Other names/Nicknames:
  • Red Setter
Country/Date of origin:
  • Ireland
  • 1800′s
  • 25 to 27 inches
  • 60 to 70 pounds
  • This is a dog with an Irish sense of humor.
  • A clown.
  • Energetic and excitable.
  • Not as intelligent as the other setters and often difficult to train.
  • Has a reputation for being flighty and featherbrained.
  • Nonaggressive towards people and other dogs.

The original setter was used to point game and then drop, or set, while nets were thrown over the birds.  With the advent of firearms about four hundred years ago, the job of the field dog changed.  The original setters were bred with heavier Spanish pointers and a whole new, and quite handsome, type of dog was created.  The English Setter and Irish Setter share a common ancestor.  The original Irish Setters were red and white (a color not allowed in United States show rings) and is still found in Europe.  A star in the show ring due to its burnished copper coat, it is overshadowed in the field by the English Setter.  The Irish Setter was one of the foundation breeds represented in the American Kennel Club (AKC).

Body Type:
  • A medium-sized, gun dog built along racier lines than the English or Gordon Setter.
  • Hanging ears are well feathered and are not altered.
  • Long tail is low set and held well below the topline of back.  It is not altered.
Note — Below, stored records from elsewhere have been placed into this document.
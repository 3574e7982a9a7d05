//! Inventory item models

use chrono::{DateTime, NaiveDate, Utc};
use rust_decimal::Decimal;
use serde::{Deserialize, Serialize};
use uuid::Uuid;

use crate::expiry::{self, Perishable};
use crate::types::UnknownVariant;

pub const DEFAULT_UNIT: &str = "pieces";
pub const DEFAULT_MIN_THRESHOLD: i32 = 5;
pub const DEFAULT_MAX_THRESHOLD: i32 = 1000;

/// A stock-keeping unit owned by one business account.
///
/// Only persisted attributes live here. Expiry status and priority depend on
/// the instant they are evaluated at and are produced by [`InventoryItem::view`].
#[derive(Debug, Clone, Serialize, Deserialize, PartialEq)]
pub struct InventoryItem {
    pub id: Uuid,
    pub owner_id: Uuid,
    /// Reference used by external systems (barcode scanners, exports)
    pub external_id: Option<Uuid>,
    pub name: String,
    pub description: Option<String>,
    pub category: Option<String>,
    pub barcode: Option<String>,
    pub sku: Option<String>,
    pub unit: String,
    pub quantity: i32,
    pub cost_price: Decimal,
    pub selling_price: Decimal,
    pub min_threshold: i32,
    pub max_threshold: Option<i32>,
    pub expiry_date: Option<NaiveDate>,
    pub batch_number: Option<String>,
    pub supplier: Option<String>,
    pub is_active: bool,
    pub created_at: DateTime<Utc>,
    pub updated_at: DateTime<Utc>,
}

/// Stock level relative to the item's thresholds
#[derive(Debug, Clone, Copy, Serialize, Deserialize, PartialEq, Eq, Hash)]
#[serde(rename_all = "snake_case")]
pub enum StockStatus {
    OutOfStock,
    LowStock,
    Normal,
    Overstock,
}

impl InventoryItem {
    pub fn is_low_stock(&self) -> bool {
        self.quantity <= self.min_threshold
    }

    pub fn is_out_of_stock(&self) -> bool {
        self.quantity == 0
    }

    pub fn stock_status(&self) -> StockStatus {
        if self.quantity == 0 {
            StockStatus::OutOfStock
        } else if self.quantity <= self.min_threshold {
            StockStatus::LowStock
        } else if self.max_threshold.is_some_and(|max| self.quantity > max) {
            StockStatus::Overstock
        } else {
            StockStatus::Normal
        }
    }

    pub fn profit_per_unit(&self) -> Decimal {
        self.selling_price - self.cost_price
    }

    /// Capital tied up in current stock
    pub fn total_cost_value(&self) -> Decimal {
        Decimal::from(self.quantity).saturating_mul(self.cost_price)
    }

    pub fn total_selling_value(&self) -> Decimal {
        Decimal::from(self.quantity).saturating_mul(self.selling_price)
    }

    /// Markup over cost in percent, 0 when the item costs nothing or the
    /// ratio is not representable
    pub fn markup_percent(&self) -> Decimal {
        if self.cost_price.is_zero() {
            return Decimal::ZERO;
        }
        self.profit_per_unit()
            .checked_div(self.cost_price)
            .and_then(|ratio| ratio.checked_mul(Decimal::from(100)))
            .unwrap_or(Decimal::ZERO)
    }

    /// Project the item with its derived fields evaluated at `now`
    pub fn view(&self, now: DateTime<Utc>) -> ItemView {
        let days_until_expiry = self
            .expiry_date
            .map(|date| expiry::days_until_expiry(date, now));

        ItemView {
            is_expired: days_until_expiry.is_some_and(|days| days < 0),
            days_until_expiry,
            priority: expiry::priority_of(self, now),
            stock_status: self.stock_status(),
            profit_per_unit: self.profit_per_unit(),
            total_cost_value: self.total_cost_value(),
            total_selling_value: self.total_selling_value(),
            item: self.clone(),
        }
    }
}

impl Perishable for InventoryItem {
    fn item_id(&self) -> Uuid {
        self.id
    }

    fn item_name(&self) -> &str {
        &self.name
    }

    fn quantity(&self) -> i32 {
        self.quantity
    }

    fn expiry_date(&self) -> Option<NaiveDate> {
        self.expiry_date
    }

    fn min_threshold(&self) -> i32 {
        self.min_threshold
    }
}

/// Urgency tier derived from expiry proximity
#[derive(Debug, Clone, Copy, Serialize, Deserialize, PartialEq, Eq, Hash, PartialOrd, Ord)]
#[serde(rename_all = "lowercase")]
pub enum Priority {
    High,
    Medium,
    Low,
}

impl Priority {
    pub fn as_str(&self) -> &'static str {
        match self {
            Priority::High => "high",
            Priority::Medium => "medium",
            Priority::Low => "low",
        }
    }
}

impl std::str::FromStr for Priority {
    type Err = UnknownVariant;

    fn from_str(s: &str) -> Result<Self, Self::Err> {
        match s {
            "high" => Ok(Priority::High),
            "medium" => Ok(Priority::Medium),
            "low" => Ok(Priority::Low),
            other => Err(UnknownVariant::new("priority", other)),
        }
    }
}

/// Item as returned to callers: the stored record plus derived state
#[derive(Debug, Clone, Serialize, PartialEq)]
pub struct ItemView {
    #[serde(flatten)]
    pub item: InventoryItem,
    pub is_expired: bool,
    pub days_until_expiry: Option<i64>,
    pub priority: Priority,
    pub stock_status: StockStatus,
    pub profit_per_unit: Decimal,
    pub total_cost_value: Decimal,
    pub total_selling_value: Decimal,
}

impl Perishable for ItemView {
    fn item_id(&self) -> Uuid {
        self.item.id
    }

    fn item_name(&self) -> &str {
        &self.item.name
    }

    fn quantity(&self) -> i32 {
        self.item.quantity
    }

    fn expiry_date(&self) -> Option<NaiveDate> {
        self.item.expiry_date
    }

    fn min_threshold(&self) -> i32 {
        self.item.min_threshold
    }
}
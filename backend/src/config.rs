//! Configuration management for the GebeyaNet inventory server
//!
//! Supports hierarchical configuration loading:
//! 1. Default values in code
//! 2. Configuration files (config/development.toml, config/production.toml)
//! 3. Environment variable overrides with GEBEYA__ prefix

use std::time::Duration;

use config::{ConfigError, Environment, File};
use serde::Deserialize;

use crate::error::{AppError, AppResult};

/// Fallback signing secret for local development
pub const DEVELOPMENT_JWT_SECRET: &str = "development-secret-key";

/// Main application configuration
#[derive(Debug, Deserialize, Clone)]
pub struct Config {
    /// Current environment (development, production)
    pub environment: String,

    /// Server configuration
    pub server: ServerConfig,

    /// Database configuration
    pub database: DatabaseConfig,

    /// Which store backs the services
    pub store: StoreConfig,

    /// JWT verification configuration
    pub jwt: JwtConfig,

    /// Inventory engine tuning
    pub inventory: InventoryConfig,
}

#[derive(Debug, Deserialize, Clone)]
pub struct ServerConfig {
    /// Server port
    pub port: u16,

    /// Server host
    pub host: String,
}

#[derive(Debug, Deserialize, Clone)]
pub struct DatabaseConfig {
    /// PostgreSQL connection URL
    pub url: String,

    /// Maximum number of connections in the pool
    pub max_connections: u32,

    /// Minimum number of connections in the pool
    pub min_connections: u32,

    /// Apply pending migrations at startup
    pub run_migrations: bool,
}

#[derive(Debug, Deserialize, Clone, Copy, PartialEq, Eq)]
#[serde(rename_all = "lowercase")]
pub enum StoreBackend {
    Postgres,
    Memory,
}

#[derive(Debug, Deserialize, Clone)]
pub struct StoreConfig {
    pub backend: StoreBackend,
}

#[derive(Debug, Deserialize, Clone)]
pub struct JwtConfig {
    /// HS256 secret shared with the token issuer
    pub secret: String,
}

#[derive(Debug, Deserialize, Clone)]
pub struct InventoryConfig {
    /// How long a transaction waits for a row lock before giving up
    pub lock_timeout_ms: u64,

    /// Maximum alerts returned by the alerts endpoint
    pub alert_limit: usize,

    /// Look-ahead window for the "expiring" item filter
    pub expiring_window_days: i64,

    /// Movements attached to a single-item read
    pub recent_movements_limit: i64,

    pub recommendation_limit: usize,

    pub top_items_limit: usize,
}

impl InventoryConfig {
    pub fn lock_timeout(&self) -> Duration {
        Duration::from_millis(self.lock_timeout_ms)
    }
}

impl Default for InventoryConfig {
    fn default() -> Self {
        Self {
            lock_timeout_ms: 5000,
            alert_limit: 50,
            expiring_window_days: 7,
            recent_movements_limit: 10,
            recommendation_limit: 5,
            top_items_limit: 5,
        }
    }
}

impl Config {
    /// Load configuration from files and environment variables
    pub fn load() -> Result<Self, ConfigError> {
        let environment =
            std::env::var("GEBEYA_ENVIRONMENT").unwrap_or_else(|_| "development".into());
        let inventory = InventoryConfig::default();

        let config = config::Config::builder()
            // Start with default values
            .set_default("environment", environment.clone())?
            .set_default("server.port", 5000)?
            .set_default("server.host", "0.0.0.0")?
            .set_default("database.url", "postgres://localhost/gebeya")?
            .set_default("database.max_connections", 10)?
            .set_default("database.min_connections", 2)?
            .set_default("database.run_migrations", environment == "development")?
            .set_default("store.backend", "postgres")?
            .set_default("jwt.secret", DEVELOPMENT_JWT_SECRET)?
            .set_default("inventory.lock_timeout_ms", inventory.lock_timeout_ms)?
            .set_default("inventory.alert_limit", inventory.alert_limit as u64)?
            .set_default("inventory.expiring_window_days", inventory.expiring_window_days)?
            .set_default(
                "inventory.recent_movements_limit",
                inventory.recent_movements_limit,
            )?
            .set_default(
                "inventory.recommendation_limit",
                inventory.recommendation_limit as u64,
            )?
            .set_default("inventory.top_items_limit", inventory.top_items_limit as u64)?
            // Load environment-specific config file
            .add_source(File::with_name(&format!("config/{}", environment)).required(false))
            // Override with environment variables (GEBEYA__ prefix)
            .add_source(
                Environment::with_prefix("GEBEYA")
                    .separator("__")
                    .try_parsing(true),
            )
            .build()?;

        config.try_deserialize()
    }

    /// Reject settings that are only acceptable on a developer machine
    pub fn check(&self) -> AppResult<()> {
        if self.environment == "production" && self.jwt.secret == DEVELOPMENT_JWT_SECRET {
            return Err(AppError::Configuration(
                "jwt.secret must be set in production".to_string(),
            ));
        }
        if self.inventory.lock_timeout_ms == 0 {
            return Err(AppError::Configuration(
                "inventory.lock_timeout_ms must be greater than zero".to_string(),
            ));
        }
        Ok(())
    }
}

impl Default for ServerConfig {
    fn default() -> Self {
        Self {
            port: 5000,
            host: "0.0.0.0".to_string(),
        }
    }
}
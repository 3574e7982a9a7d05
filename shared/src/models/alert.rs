//! Expiry alerts and sales recommendations

use chrono::NaiveDate;
use serde::{Deserialize, Serialize};
use uuid::Uuid;

use super::Priority;

/// Alert classification by days until expiry
#[derive(Debug, Clone, Copy, PartialEq, Eq, Hash, Serialize, Deserialize)]
#[serde(rename_all = "snake_case")]
pub enum AlertType {
    /// Already past its expiry date
    Expired,
    /// Expires within 3 days
    ExpiringSoon,
    /// Expires within 7 days
    ExpiringThisWeek,
}

impl AlertType {
    pub fn as_str(&self) -> &'static str {
        match self {
            AlertType::Expired => "expired",
            AlertType::ExpiringSoon => "expiring_soon",
            AlertType::ExpiringThisWeek => "expiring_this_week",
        }
    }
}

/// Ephemeral alert computed from an item's expiry date and quantity
#[derive(Debug, Clone, Serialize, Deserialize, PartialEq, Eq)]
pub struct ExpiryAlert {
    pub item_id: Uuid,
    pub item_name: String,
    pub expiry_date: NaiveDate,
    pub days_until_expiry: i64,
    pub quantity: i32,
    pub alert_type: AlertType,
}

/// Coarse freshness bucket shown next to items in the sale picker
#[derive(Debug, Clone, Copy, PartialEq, Eq, Serialize, Deserialize)]
#[serde(rename_all = "lowercase")]
pub enum ExpiryStatus {
    Expired,
    Expiring,
    Fresh,
}

/// Why an item was pushed to the top of the sales list
#[derive(Debug, Clone, Copy, PartialEq, Eq, Serialize, Deserialize)]
#[serde(rename_all = "snake_case")]
pub enum RecommendationReason {
    Expired,
    ExpiresVerySoon,
    ExpiresThisWeek,
    LowStock,
}

impl RecommendationReason {
    pub fn action(&self) -> &'static str {
        match self {
            RecommendationReason::Expired => "Remove from inventory",
            RecommendationReason::ExpiresVerySoon => "Sell immediately or discount",
            RecommendationReason::ExpiresThisWeek => "Promote for quick sale",
            RecommendationReason::LowStock => "Focus sales efforts",
        }
    }
}

/// Item suggested for prioritized selling
#[derive(Debug, Clone, Serialize, Deserialize, PartialEq, Eq)]
pub struct Recommendation {
    pub item_id: Uuid,
    pub item_name: String,
    pub quantity: i32,
    pub days_until_expiry: Option<i64>,
    pub priority: Priority,
    pub reason: RecommendationReason,
    pub action: String,
}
  • Moderately-long coat without wave or curl.
  • Hair on head, forelegs, and ear tips is fine and short.
  • The hair on ears, backs of forelegs, and toes is long with silky feathering.
  • The only acceptable color is red, from mahogany to chestnut.
  • Moderate grooming required.
Health and Wellness:
  • Hip dysplasia.
  • Autoimmune thyroid disease.
  • Gastric dilatation and volvulus syndrome (GDV, also commonly called bloat).
  • Persistent right aortic arch (PRAA).
  • Metabolic bone disease.
  • Granulocytopathy.
  • Wheat-sensitive enteropathy.
  • Megaesophagus.
  • Progressive retinal atrophy.
  • Atopy.
  • Otitis externa.
  • Idiopathic epilepsy.
  • Acral lick granuloma.
  • Perianal fistulae.
  • Melanoma.
  • Osteosarcoma.
What you should know:
  • The name setter comes from the breed’s habit of setting or crouching when game is spotted.
  • There is a red and white variety of Irish Setter, which is recognized in Europe but not the United States.
  • Irish Setters are rovers, roaming all over the countryside if given the chance.
  • If confined to an apartment or not given enough exercise will become hyperactive and/or destructive.